In Deutschland gibt es kein Aas für sie.
In Deutschland gibt es kein Aas für sie. © Foto: unsplash.com/Joseph Bouvier (Symbolfoto)

Kein Aas für Gänsegeier in Deutschland

Gänsegeier waren noch im Mittelalter im Süden Deutschlands – vor allem in der Region Mosel und am Mittelrhein – weit verbreitet. Sie folgten den großen Schafherden und übernahmen eine wichtige Aufgabe als natürliche Kadaverbeseitiger. Doch nach und nach wurden die majestätischen Greifvögel aktiv bejagt, Vergiftungsaktionen taten ihr Übriges. Sie sind daher bereits seit dem 19. Jahrhundert gänzlich aus Deutschland verschwunden.

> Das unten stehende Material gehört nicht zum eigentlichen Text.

impl TkTelekinesis {
    pub fn new(viewpoint: Entity) -> Self {
        Self {
            viewpoint: Some(viewpoint),
            held: None,
            highlighted: None,
        }
    }

    pub fn is_manipulating(&self) -> bool {
        self.held.is_some()
    }

    pub fn held(&self) -> Option<&TkHeldObject> {
        self.held.as_ref()
    }

    pub fn held_object(&self) -> Option<Entity> {
        Some(self.held.as_ref()?.object)
    }

    pub fn hold_distance(&self) -> Option<Float> {
        Some(self.held.as_ref()?.hold_distance)
    }

    /// The object under the crosshair, as of the last highlight update.
    pub fn highlighted(&self) -> Option<Entity> {
        self.highlighted
    }

    /// Move the highlight to the object under the crosshair.
    ///
    /// The held object keeps its highlight regardless.
    pub fn update_highlight(
        &mut self,
        config: &TkTelekinesisConfig,
        view: &TkView,
        sensor: &TkEnvironmentSensor<impl TkSpatialExt>,
        objects: &mut impl TkInteractableLookupMut,
    ) {
        let target = sensor
            .view_target(
                view.origin,
                view.forward,
                config.max_grab_distance,
                config.interactable_layers,
                &*objects,
            )
            .map(|(entity, _)| entity);
        if target == self.highlighted {
            return;
        }
        let held = self.held_object();
        for (entity, highlighted) in [(self.highlighted, false), (target, true)] {
            let Some(entity) = entity.filter(|entity| Some(*entity) != held) else {
                continue;
            };
            if let Some(object) = objects.object_mut(entity) {
                object.interactable.set_highlight(highlighted);
            }
        }
        self.highlighted = target;
    }

    /// Grab the object under the crosshair.
    ///
    /// Returns `false`, without changing anything, if there is no object that can be grabbed.
    pub fn try_grab_object(
        &mut self,
        config: &TkTelekinesisConfig,
        view: &TkView,
        sensor: &TkEnvironmentSensor<impl TkSpatialExt>,
        anchor_slot: &TkAnchorSlot,
        objects: &mut impl TkInteractableLookupMut,
        locomotion: Option<&mut TkLocomotion>,
    ) -> bool {
        match self.grab(config, view, sensor, anchor_slot, objects, locomotion) {
            Ok(entity) => {
                debug!("Grabbed {entity}");
                true
            }
            Err(rejection) => {
                debug!("Grab rejected: {rejection}");
                false
            }
        }
    }

    fn grab(
        &mut self,
        config: &TkTelekinesisConfig,
        view: &TkView,
        sensor: &TkEnvironmentSensor<impl TkSpatialExt>,
        anchor_slot: &TkAnchorSlot,
        objects: &mut impl TkInteractableLookupMut,
        locomotion: Option<&mut TkLocomotion>,
    ) -> Result<Entity, TkGrabRejection> {
        if let Some(held) = self.held_object() {
            return Err(TkGrabRejection::AlreadyHolding(held));
        }
        let (target, _) = sensor
            .view_target(
                view.origin,
                view.forward,
                config.max_grab_distance,
                config.interactable_layers,
                &*objects,
            )
            .ok_or(TkGrabRejection::NoTarget)?;
        let object = objects
            .object_mut(target)
            .ok_or(TkGrabRejection::NoTarget)?;
        if object.interactable.is_anchored() {
            return Err(TkGrabRejection::Anchored(target));
        }
        if !object
            .interactable
            .can_be_manipulated(anchor_slot.has_active_anchor())
        {
            return Err(TkGrabRejection::NeedsAnchor(target));
        }
        let body = object.body.ok_or(TkGrabRejection::MissingBody(target))?;

        if object.interactable.class.restricts_holder() {
            if let Some(locomotion) = locomotion {
                locomotion.set_movement_restriction(true, config.movement_slowdown);
            }
        }
        let grab_distance = view
            .origin
            .distance(object.interactable.manipulation_center(body));
        object.interactable.set_manipulated(true, Some(body));
        object.interactable.set_highlight(true);
        self.held = Some(TkHeldObject {
            object: target,
            hold_distance: config.clamp_hold_distance(grab_distance),
            rotation_input: Default::default(),
        });
        Ok(target)
    }

    /// Let go of the held object and lift the holder's movement restriction.
    ///
    /// Safe to call when nothing is held. Returns the released entity.
    pub fn release_object(
        &mut self,
        objects: &mut impl TkInteractableLookupMut,
        locomotion: Option<&mut TkLocomotion>,
    ) -> Option<Entity> {
        let released = self.held.take().map(|held| held.object);
        if let Some(entity) = released {
            if let Some(object) = objects.object_mut(entity) {
                object.interactable.set_manipulated(false, object.body);
                object.interactable.set_highlight(self.highlighted == Some(entity));
            }
            debug!("Released {entity}");
        }
        if let Some(locomotion) = locomotion {
            locomotion.set_movement_restriction(false, 1.0);
        }
        released
    }

    /// Toggle the anchor. If the held object is the one that got anchored, release it.
    ///
    /// Returns `true` if an object got anchored.
    #[allow(clippy::too_many_arguments)]
    pub fn anchor_action(
        &mut self,
        anchor_config: &TkAnchorConfig,
        anchor_slot: &mut TkAnchorSlot,
        view: &TkView,
        sensor: &TkEnvironmentSensor<impl TkSpatialExt>,
        objects: &mut impl TkInteractableLookupMut,
        locomotion: Option<&mut TkLocomotion>,
    ) -> bool {
        let anchored = anchor_slot.try_anchor_object(anchor_config, view, sensor, objects);
        let anchored_held_object = self
            .held_object()
            .is_some_and(|held| anchor_slot.current_anchor() == Some(held));
        if anchored && anchored_held_object {
            self.release_object(objects, locomotion);
        }
        anchored
    }

    /// Move the held object closer or further away.
    ///
    /// Does nothing when nothing is held.
    pub fn adjust_hold_distance(&mut self, config: &TkTelekinesisConfig, scroll: Float) {
        let Some(held) = self.held.as_mut() else {
            return;
        };
        held.hold_distance =
            config.clamp_hold_distance(held.hold_distance + scroll * config.distance_scroll_speed);
    }

    /// Record the rotation requested for the next step. Ignored when nothing is held.
    pub fn set_rotation_input(&mut self, rotation_input: TkRotationInput) {
        if let Some(held) = self.held.as_mut() {
            held.rotation_input = rotation_input;
        }
    }

    /// Pull and rotate the held object for one simulation step.
    pub fn apply_manipulation(
        &self,
        config: &TkTelekinesisConfig,
        view: &TkView,
        objects: &mut impl TkInteractableLookupMut,
        frame_duration: Float,
    ) {
        let Some(held) = self.held.as_ref() else {
            return;
        };
        let Some(object) = objects.object_mut(held.object) else {
            return;
        };
        let Some(body) = object.body else {
            return;
        };
        let rotating = held.rotation_input.is_active();

        let target = view.point_ahead(held.hold_distance);
        let offset = target - object.interactable.manipulation_center(body);
        let distance = offset.length();
        if config.settle_distance < distance {
            let desired_velocity =
                offset / distance * (distance * config.damping_factor).min(config.max_velocity);
            let blend = frame_duration
                * config.damping_factor
                * object
                    .interactable
                    .class
                    .force_multiplier(config.heavy_object_force_multiplier);
            body.set_linvel(lerp_clamped(body.linvel(), desired_velocity, blend));
        } else {
            body.set_linvel(body.linvel() * config.settle_decay);
        }

        if rotating {
            let axis = Vector3::Y * held.rotation_input.yaw
                + view.right_vector() * held.rotation_input.pitch;
            let target_angvel = axis * config.rotation_speed.to_radians();
            body.set_angvel(lerp_clamped(
                body.angvel(),
                target_angvel,
                frame_duration * config.rotation_blend_rate,
            ));
        } else {
            body.set_angvel(body.angvel() * config.settle_decay);
        }
    }
}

Neben dem Fehlen der geeigneten Brutplätze vorwiegend in Felsen, ist es aber vor allem die fehlende Nahrung, die eine dauerhafte Wiederansiedlung in Deutschland der Gänsegeier schwierig macht. Denn im Jahre 2002 wurden strenge Hygienemaßnahmen im Kampf gegen BSE EU-weit eingeführt. Daher müssen in Deutschland größere Tierkadaver schnell nach dem Auffinden in speziellen "Tierkörperbeseitigungsanstalten" entsorgt werden. Diese Maßnahmen entziehen den großen Aasfressern die Lebensgrundlage. Denn die Spezialisten können nur Tierkadaver fressen, für die Jagd auf lebendige Beute sind sie nicht schnell und wendig genug.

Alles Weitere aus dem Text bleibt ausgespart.